WORK INSTRUCTION:
The complete data, repeated exactly, should form your response.

***** MATERIALS PROVIDED *****

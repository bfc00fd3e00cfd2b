//! Instanced billboard rendering of the current particle generation.

use wgpu::util::DeviceExt;

use super::context::FrameContext;
use super::particle_buffers::{vertex_format, ChannelView, ParticleBuffers};
use super::program::{ProgramSource, RenderTarget, ShaderProgram};
use crate::error::ShaderError;
use crate::particles::Channel;
use crate::shader::DRAW_SOURCE;

pub const CLEAR_COLOR: wgpu::Color = wgpu::Color {
    r: 0.05,
    g: 0.05,
    b: 0.05,
    a: 1.0,
};

/// Vertex input carrying the quad corner.
pub const CORNER_ATTRIBUTE: &str = "corner";

const QUAD_CORNERS: [[f32; 4]; 4] = [
    [-1.0, -1.0, 0.0, 1.0],
    [1.0, -1.0, 0.0, 1.0],
    [1.0, 1.0, 0.0, 1.0],
    [-1.0, 1.0, 0.0, 1.0],
];
const QUAD_INDICES: [u16; 6] = [0, 1, 2, 0, 2, 3];

/// Channels that can feed the draw program per instance.
const INSTANCE_CHANNELS: [Channel; 5] = [
    Channel::Position,
    Channel::Velocity,
    Channel::Color,
    Channel::Time,
    Channel::Id,
];

/// Additive blending: overlapping particles brighten each other.
pub const ADDITIVE: wgpu::BlendState = wgpu::BlendState {
    color: wgpu::BlendComponent {
        src_factor: wgpu::BlendFactor::One,
        dst_factor: wgpu::BlendFactor::One,
        operation: wgpu::BlendOperation::Add,
    },
    alpha: wgpu::BlendComponent {
        src_factor: wgpu::BlendFactor::One,
        dst_factor: wgpu::BlendFactor::One,
        operation: wgpu::BlendOperation::Add,
    },
};

pub struct ParticleRenderer {
    program: ShaderProgram,
    quad_vertices: wgpu::Buffer,
    quad_indices: wgpu::Buffer,
    has_corner: bool,
    /// Instance channels in vertex buffer slot order, after the corner slot.
    instanced: Vec<Channel>,
}

impl ParticleRenderer {
    pub async fn new(device: &wgpu::Device, format: wgpu::TextureFormat) -> Result<Self, ShaderError> {
        let source = ProgramSource::compile("Draw", DRAW_SOURCE)?;
        let layout = source.layout();

        let corner = layout.attribute(CORNER_ATTRIBUTE).map(|location| {
            [wgpu::VertexAttribute {
                offset: 0,
                shader_location: location,
                format: wgpu::VertexFormat::Float32x4,
            }]
        });
        if corner.is_none() {
            log::warn!("draw program declares no `{}` input", CORNER_ATTRIBUTE);
        }

        let instanced: Vec<(Channel, [wgpu::VertexAttribute; 1])> = INSTANCE_CHANNELS
            .into_iter()
            .filter_map(|channel| {
                let location = layout.attribute(channel.attribute_name())?;
                Some((
                    channel,
                    [wgpu::VertexAttribute {
                        offset: 0,
                        shader_location: location,
                        format: vertex_format(channel),
                    }],
                ))
            })
            .collect();

        let mut vertex_buffers = Vec::with_capacity(instanced.len() + 1);
        if let Some(attributes) = &corner {
            vertex_buffers.push(wgpu::VertexBufferLayout {
                array_stride: std::mem::size_of::<[f32; 4]>() as wgpu::BufferAddress,
                step_mode: wgpu::VertexStepMode::Vertex,
                attributes,
            });
        }
        for (channel, attributes) in &instanced {
            vertex_buffers.extend(ChannelView::Render.buffer_layout(*channel, attributes));
        }

        let has_corner = corner.is_some();
        let instanced: Vec<Channel> = instanced.iter().map(|(channel, _)| *channel).collect();

        let program = ShaderProgram::render(
            device,
            source,
            RenderTarget {
                format,
                blend: Some(ADDITIVE),
                vertex_buffers: &vertex_buffers,
            },
        )
        .await?;

        let quad_vertices = device.create_buffer_init(&wgpu::util::BufferInitDescriptor {
            label: Some("Quad Vertex Buffer"),
            contents: bytemuck::cast_slice(&QUAD_CORNERS),
            usage: wgpu::BufferUsages::VERTEX,
        });
        let quad_indices = device.create_buffer_init(&wgpu::util::BufferInitDescriptor {
            label: Some("Quad Index Buffer"),
            contents: bytemuck::cast_slice(&QUAD_INDICES),
            usage: wgpu::BufferUsages::INDEX,
        });

        Ok(Self {
            program,
            quad_vertices,
            quad_indices,
            has_corner,
            instanced,
        })
    }

    pub fn program(&self) -> &ShaderProgram {
        &self.program
    }

    pub fn program_mut(&mut self) -> &mut ShaderProgram {
        &mut self.program
    }

    /// Channels bound per instance, in slot order.
    pub fn instanced_channels(&self) -> &[Channel] {
        &self.instanced
    }

    /// Clear `target` and draw one billboard per particle of the current
    /// generation.
    pub fn encode(
        &mut self,
        ctx: &mut FrameContext,
        queue: &wgpu::Queue,
        buffers: &ParticleBuffers,
        encoder: &mut wgpu::CommandEncoder,
        target: &wgpu::TextureView,
    ) {
        ctx.use_program(&mut self.program, queue);
        let Some(pipeline) = self.program.render_pipeline() else {
            log::error!("{} is not a render program; skipping draw", self.program.label());
            return;
        };
        let generation = ctx.generation().current();

        let mut pass = encoder.begin_render_pass(&wgpu::RenderPassDescriptor {
            label: Some("Particle Render Pass"),
            color_attachments: &[Some(wgpu::RenderPassColorAttachment {
                view: target,
                resolve_target: None,
                depth_slice: None,
                ops: wgpu::Operations {
                    load: wgpu::LoadOp::Clear(CLEAR_COLOR),
                    store: wgpu::StoreOp::Store,
                },
            })],
            depth_stencil_attachment: None,
            timestamp_writes: None,
            occlusion_query_set: None,
        });

        pass.set_pipeline(pipeline);
        pass.set_bind_group(0, self.program.bind_group(), &[]);

        let mut slot = 0;
        if self.has_corner {
            pass.set_vertex_buffer(slot, self.quad_vertices.slice(..));
            slot += 1;
        }
        for channel in &self.instanced {
            if let Some(buffer) = buffers.channel_buffer(generation, *channel) {
                debug_assert!(ChannelView::Render.accepts(buffer));
                pass.set_vertex_buffer(slot, buffer.slice(..));
            }
            slot += 1;
        }

        pass.set_index_buffer(self.quad_indices.slice(..), wgpu::IndexFormat::Uint16);
        pass.draw_indexed(0..QUAD_INDICES.len() as u32, 0, 0..buffers.count() as u32);
    }
}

*****

RESULT OF THE TASK:
repository bfc00fd3e00cfd2b
//! Instanced billboard rendering of the current particle generation.

use wgpu::util::DeviceExt;

use super::context::FrameContext;
use super::particle_buffers::{vertex_format, ChannelView, ParticleBuffers};
use super::program::{ProgramSource, RenderTarget, ShaderProgram};
use crate::error::ShaderError;
use crate::particles::Channel;
use crate::shader::DRAW_SOURCE;

pub const CLEAR_COLOR: wgpu::Color = wgpu::Color {
    r: 0.05,
    g: 0.05,
    b: 0.05,
    a: 1.0,
};

/// Vertex input carrying the quad corner.
pub const CORNER_ATTRIBUTE: &str = "corner";

const QUAD_CORNERS: [[f32; 4]; 4] = [
    [-1.0, -1.0, 0.0, 1.0],
    [1.0, -1.0, 0.0, 1.0],
    [1.0, 1.0, 0.0, 1.0],
    [-1.0, 1.0, 0.0, 1.0],
];
const QUAD_INDICES: [u16; 6] = [0, 1, 2, 0, 2, 3];

/// Channels that can feed the draw program per instance.
const INSTANCE_CHANNELS: [Channel; 5] = [
    Channel::Position,
    Channel::Velocity,
    Channel::Color,
    Channel::Time,
    Channel::Id,
];

/// Additive blending: overlapping particles brighten each other.
pub const ADDITIVE: wgpu::BlendState = wgpu::BlendState {
    color: wgpu::BlendComponent {
        src_factor: wgpu::BlendFactor::One,
        dst_factor: wgpu::BlendFactor::One,
        operation: wgpu::BlendOperation::Add,
    },
    alpha: wgpu::BlendComponent {
        src_factor: wgpu::BlendFactor::One,
        dst_factor: wgpu::BlendFactor::One,
        operation: wgpu::BlendOperation::Add,
    },
};

pub struct ParticleRenderer {
    program: ShaderProgram,
    quad_vertices: wgpu::Buffer,
    quad_indices: wgpu::Buffer,
    has_corner: bool,
    /// Instance channels in vertex buffer slot order, after the corner slot.
    instanced: Vec<Channel>,
}

impl ParticleRenderer {
    pub async fn new(device: &wgpu::Device, format: wgpu::TextureFormat) -> Result<Self, ShaderError> {
        let source = ProgramSource::compile("Draw", DRAW_SOURCE)?;
        let layout = source.layout();

        let corner = layout.attribute(CORNER_ATTRIBUTE).map(|location| {
            [wgpu::VertexAttribute {
                offset: 0,
                shader_location: location,
                format: wgpu::VertexFormat::Float32x4,
            }]
        });
        if corner.is_none() {
            log::warn!("draw program declares no `{}` input", CORNER_ATTRIBUTE);
        }

        let instanced: Vec<(Channel, [wgpu::VertexAttribute; 1])> = INSTANCE_CHANNELS
            .into_iter()
            .filter_map(|channel| {
                let location = layout.attribute(channel.attribute_name())?;
                Some((
                    channel,
                    [wgpu::VertexAttribute {
                        offset: 0,
                        shader_location: location,
                        format: vertex_format(channel),
                    }],
                ))
            })
            .collect();

        let mut vertex_buffers = Vec::with_capacity(instanced.len() + 1);
        if let Some(attributes) = &corner {
            vertex_buffers.push(wgpu::VertexBufferLayout {
                array_stride: std::mem::size_of::<[f32; 4]>() as wgpu::BufferAddress,
                step_mode: wgpu::VertexStepMode::Vertex,
                attributes,
            });
        }
        for (channel, attributes) in &instanced {
            vertex_buffers.extend(ChannelView::Render.buffer_layout(*channel, attributes));
        }

        let has_corner = corner.is_some();
        let instanced: Vec<Channel> = instanced.iter().map(|(channel, _)| *channel).collect();

        let program = ShaderProgram::render(
            device,
            source,
            RenderTarget {
                format,
                blend: Some(ADDITIVE),
                vertex_buffers: &vertex_buffers,
            },
        )
        .await?;

        let quad_vertices = device.create_buffer_init(&wgpu::util::BufferInitDescriptor {
            label: Some("Quad Vertex Buffer"),
            contents: bytemuck::cast_slice(&QUAD_CORNERS),
            usage: wgpu::BufferUsages::VERTEX,
        });
        let quad_indices = device.create_buffer_init(&wgpu::util::BufferInitDescriptor {
            label: Some("Quad Index Buffer"),
            contents: bytemuck::cast_slice(&QUAD_INDICES),
            usage: wgpu::BufferUsages::INDEX,
        });

        Ok(Self {
            program,
            quad_vertices,
            quad_indices,
            has_corner,
            instanced,
        })
    }

    pub fn program(&self) -> &ShaderProgram {
        &self.program
    }

    pub fn program_mut(&mut self) -> &mut ShaderProgram {
        &mut self.program
    }

    /// Channels bound per instance, in slot order.
    pub fn instanced_channels(&self) -> &[Channel] {
        &self.instanced
    }

    /// Clear `target` and draw one billboard per particle of the current
    /// generation.
    pub fn encode(
        &mut self,
        ctx: &mut FrameContext,
        queue: &wgpu::Queue,
        buffers: &ParticleBuffers,
        encoder: &mut wgpu::CommandEncoder,
        target: &wgpu::TextureView,
    ) {
        ctx.use_program(&mut self.program, queue);
        let Some(pipeline) = self.program.render_pipeline() else {
            log::error!("{} is not a render program; skipping draw", self.program.label());
            return;
        };
        let generation = ctx.generation().current();

        let mut pass = encoder.begin_render_pass(&wgpu::RenderPassDescriptor {
            label: Some("Particle Render Pass"),
            color_attachments: &[Some(wgpu::RenderPassColorAttachment {
                view: target,
                resolve_target: None,
                depth_slice: None,
                ops: wgpu::Operations {
                    load: wgpu::LoadOp::Clear(CLEAR_COLOR),
                    store: wgpu::StoreOp::Store,
                },
            })],
            depth_stencil_attachment: None,
            timestamp_writes: None,
            occlusion_query_set: None,
        });

        pass.set_pipeline(pipeline);
        pass.set_bind_group(0, self.program.bind_group(), &[]);

        let mut slot = 0;
        if self.has_corner {
            pass.set_vertex_buffer(slot, self.quad_vertices.slice(..));
            slot += 1;
        }
        for channel in &self.instanced {
            if let Some(buffer) = buffers.channel_buffer(generation, *channel) {
                debug_assert!(ChannelView::Render.accepts(buffer));
                pass.set_vertex_buffer(slot, buffer.slice(..));
            }
            slot += 1;
        }

        pass.set_index_buffer(self.quad_indices.slice(..), wgpu::IndexFormat::Uint16);
        pass.draw_indexed(0..QUAD_INDICES.len() as u32, 0, 0..buffers.count() as u32);
    }
}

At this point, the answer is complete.